Es evidente que el deseo sexual en los hombres y las mujeres no van siempre de la mano al mismo tiempo, pues cada uno tiene sus necesidades y prioridades, por eso deben verse de forma diferente.

Son muchas las creencias que existen sobre este tema y subsisten numerosos mitos sobre la sexualidad, pues mucho se ha hablado sobre el deseo sexual en ambos géneros, pero la realidad es que cada uno lo siente y lo expresa de manera diferente.

Existe la creencia, por ejemplo, que los hombres se excitan con mayor facilidad que las mujeres, ya que tienen muchas fantasías sexuales. Además, que los hombres piensan en sexo al menos una vez al día. Por eso se piensa que los hombres tienen mayor deseo sexual que las mujeres.

Se cree que a los hombres no les importa tener relaciones sexuales con una persona de la que no está enamorada, para ellos resulta más fácil diferenciar entre el deseo sexual, los sentimientos e incluso las emociones. Hay que saber que para los hombres es importante sentirse involucrados con la persona con la que tienen relaciones sexuales, pues en esta medida será mayor su deseo sexual y la satisfacción obtenida luego del acto sexual.

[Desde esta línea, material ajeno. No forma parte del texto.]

use std::{sync::Arc, thread};

use metrics_counter::{
    ConfigError, CountError, CounterBuilder, CounterConfig, CounterService, Expression, Message, Payload,
    Serialized,
};
use metrics_util::{
    debugging::{DebugValue, DebuggingRecorder, Snapshotter},
    MetricKind,
};
use serde::Serialize;
use serde_json::json;

const BOOK_STORE: &str = r#"{ "store": {
    "book": [
      { "category": "reference", "author": "Nigel Rees", "title": "Sayings of the Century", "price": 8.95 },
      { "category": "fiction", "author": "Evelyn Waugh", "title": "Sword of Honour", "price": 12.99 },
      { "category": "fiction", "author": "Herman Melville", "title": "Moby Dick", "isbn": "0-553-21311-3", "price": 8.99 },
      { "category": "fiction", "author": "J. R. R. Tolkien", "title": "The Lord of the Rings", "isbn": "0-395-19395-8", "price": 22.99 },
      { "category": "fiction", "author": "J. R. R. Tolkien", "title": "The Hobbit", "isbn": "0-395-19395-8", "price": 22.99 }
    ],
    "bicycle": { "color": "red", "price": 19.95 }
  }
}"#;

/// A counter as seen by the recorder: name, tags sorted by key, and value.
#[derive(Debug, PartialEq)]
struct Observed {
    name: String,
    tags: Vec<(String, String)>,
    value: u64,
}

fn observe(snapshotter: &Snapshotter) -> Vec<Observed> {
    snapshotter
        .snapshot()
        .into_vec()
        .into_iter()
        .filter(|(key, _, _, _)| key.kind() == MetricKind::Counter)
        .map(|(key, _, _, value)| {
            let key = key.key();
            let mut tags = key
                .labels()
                .map(|label| (label.key().to_owned(), label.value().to_owned()))
                .collect::<Vec<_>>();
            tags.sort();
            let value = match value {
                DebugValue::Counter(value) => value,
                other => panic!("expected a counter value, got {other:?}"),
            };
            Observed { name: key.name().to_owned(), tags, value }
        })
        .collect()
}

fn setup(builder: CounterBuilder) -> (CounterService, Snapshotter) {
    let recorder = DebuggingRecorder::new();
    let snapshotter = recorder.snapshotter();
    let service = builder.add_recorder(recorder).build().expect("valid configuration");
    (service, snapshotter)
}

fn tags(pairs: &[(&str, &str)]) -> Vec<(String, String)> {
    let mut tags = pairs.iter().map(|(k, v)| ((*k).to_owned(), (*v).to_owned())).collect::<Vec<_>>();
    tags.sort();
    tags
}

/// Value of the counter with exactly the given name and tags.
fn value_of(observed: &[Observed], name: &str, pairs: &[(&str, &str)]) -> Option<u64> {
    let expected = tags(pairs);
    observed.iter().find(|c| c.name == name && c.tags == expected).map(|c| c.value)
}

/// All counters with the given name carrying the given tag key.
fn with_tag_key<'a>(observed: &'a [Observed], name: &str, key: &str) -> Vec<&'a Observed> {
    observed.iter().filter(|c| c.name == name && c.tags.iter().any(|(k, _)| k == key)).collect()
}

/// Sum over all counters with the given name carrying the given tag.
fn sum_with_tag(observed: &[Observed], name: &str, key: &str, value: &str) -> u64 {
    observed
        .iter()
        .filter(|c| c.name == name && c.tags.iter().any(|(k, v)| k == key && v == value))
        .map(|c| c.value)
        .sum()
}

fn expression(source: &str) -> Expression {
    Expression::parse(source).expect("valid expression")
}

fn json_bytes(json: &str) -> Message {
    Message::new(json.as_bytes().to_vec())
}

#[test]
fn plain_counter_name() {
    let (service, snapshotter) = setup(CounterBuilder::default().with_name("counter666"));

    for _ in 0..13 {
        service.count(Message::new("hello")).expect("message should be counted");
    }

    let observed = observe(&snapshotter);
    assert_eq!(value_of(&observed, "message.counter666", &[]), Some(13));
    assert_eq!(observed.len(), 1, "no tags configured, so only the message counter fires");
}

#[test]
fn expression_counter_name() {
    let (service, snapshotter) = setup(CounterBuilder::default().with_name_expression(expression("payload")));

    for _ in 0..13 {
        service.count(Message::new("hello")).expect("message should be counted");
    }

    assert_eq!(value_of(&observe(&snapshotter), "message.hello", &[]), Some(13));
}

#[test]
fn numeric_counter_name() {
    let (service, snapshotter) =
        setup(CounterBuilder::default().with_name_expression(expression("headers.partition")));

    service.count(Message::new("x").with_header("partition", 7)).expect("message should be counted");

    assert_eq!(value_of(&observe(&snapshotter), "message.7", &[]), Some(1));
}

#[test]
fn default_counter_name() {
    let (service, snapshotter) = setup(CounterBuilder::default());
    service.count(Message::new("hello")).expect("message should be counted");
    assert_eq!(value_of(&observe(&snapshotter), "message.counts", &[]), Some(1));

    let (service, snapshotter) = setup(CounterBuilder::default().with_default_name("app"));
    service.count(Message::new("hello")).expect("message should be counted");
    assert_eq!(value_of(&observe(&snapshotter), "message.app", &[]), Some(1));
}

#[test]
fn fixed_tags() {
    let (service, snapshotter) = setup(
        CounterBuilder::default()
            .with_name("counter666")
            .with_fixed_tag("foo", "bar")
            .with_fixed_tag("gork", "bork"),
    );

    for _ in 0..13 {
        service.count(Message::new("hello")).expect("message should be counted");
    }

    let observed = observe(&snapshotter);
    assert_eq!(observed.len(), 1);
    assert_eq!(observed[0].name, "message.counter666");
    assert_eq!(observed[0].tags, tags(&[("foo", "bar"), ("gork", "bork")]));
    assert_eq!(observed[0].value, 13);
}

#[test]
fn message_counter_tag() {
    let (service, snapshotter) = setup(
        CounterBuilder::default()
            .with_name("counter666")
            .with_fixed_tag("foo", "bar")
            .with_fixed_tag("gork", "bork")
            .with_message_counter_tag(true)
            .with_tag_expression("kind", expression("'plain'")),
    );

    for _ in 0..13 {
        service.count(Message::new("hello")).expect("message should be counted");
    }

    let observed = observe(&snapshotter);
    assert_eq!(
        value_of(&observed, "message.counter666", &[("foo", "bar"), ("gork", "bork"), ("counterType", "message")]),
        Some(13)
    );

    // The marker only applies to the message counter.
    assert_eq!(value_of(&observed, "counter666", &[("foo", "bar"), ("gork", "bork"), ("kind", "plain")]), Some(13));
}

#[test]
fn literal_tag_expressions_share_one_counter() {
    let (service, snapshotter) = setup(
        CounterBuilder::default()
            .with_name("counter666")
            .with_tag_expression("foo", expression("'bar'"))
            .with_tag_expression("gork", expression("'bork'")),
    );

    for _ in 0..13 {
        service.count(Message::new("hello")).expect("message should be counted");
    }

    let observed = observe(&snapshotter);
    let foo = with_tag_key(&observed, "counter666", "foo");
    let gork = with_tag_key(&observed, "counter666", "gork");
    assert_eq!(foo.len(), 1);
    assert_eq!(gork.len(), 1);
    assert_eq!(foo[0], gork[0]);
    assert_eq!(value_of(&observed, "counter666", &[("foo", "bar"), ("gork", "bork")]), Some(13));
}

#[test]
fn empty_tags_are_not_counted() {
    let (service, snapshotter) = setup(
        CounterBuilder::default()
            .with_name("counter666")
            .with_fixed_tag("foo", "")
            .with_tag_field("noField")
            .with_tag_expression("tag666", expression("#jsonPath(payload, '$..noField')"))
            .with_tag_expression("test", expression("#jsonPath(payload, '$..test')")),
    );

    service.count(json_bytes(r#"{"test": "Bar"}"#)).expect("message should be counted");

    let observed = observe(&snapshotter);
    assert!(with_tag_key(&observed, "counter666", "foo").is_empty());
    assert!(with_tag_key(&observed, "counter666", "noField").is_empty());
    assert!(with_tag_key(&observed, "counter666", "tag666").is_empty());
    assert_eq!(with_tag_key(&observed, "counter666", "test").len(), 1);
    assert_eq!(value_of(&observed, "counter666", &[("test", "Bar")]), Some(1));
}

En los hombres, se trata de un deseo interno que nace de ellos mismos. Cualquier momento, lugar, o situación es buena para tener una relación sexual siempre y cuando su deseo esté en su máxima expresión.

Para los hombres el sexo es una prioridad y repercute en su vida diaria y en todas las actividades que realiza.

Su autoestima es clave en el deseo sexual, pues hace que sea más intenso y frecuente el hecho de sentir que es atractivo a los demás, en especial al sexo opuesto.

Otra de sus características es que no nace de forma espontánea, se debe cultivar, además, la comunicación es importante en toda relación para estimular y mejorar las fantasías, pensamientos y encuentros eróticos que adornan el encuentro sexual.

Los hombres siempre estarán dispuestos a mantener una relación sexual satisfactoria, es por esto por lo que se habla de hombres que tienen un mayor deseo sexual; sin embargo, las mujeres también sienten deseos, pero, a diferencia de los hombres, tienden a canalizarlos y expresarlos de otras maneras, logrando así que pase desapercibido.

Finalmente hay que decir que la atracción física puede ser una manera de demostrar deseo sexual, en esto, tanto las mujeres como los hombres, son capaces de manifestar sus más profundas emociones.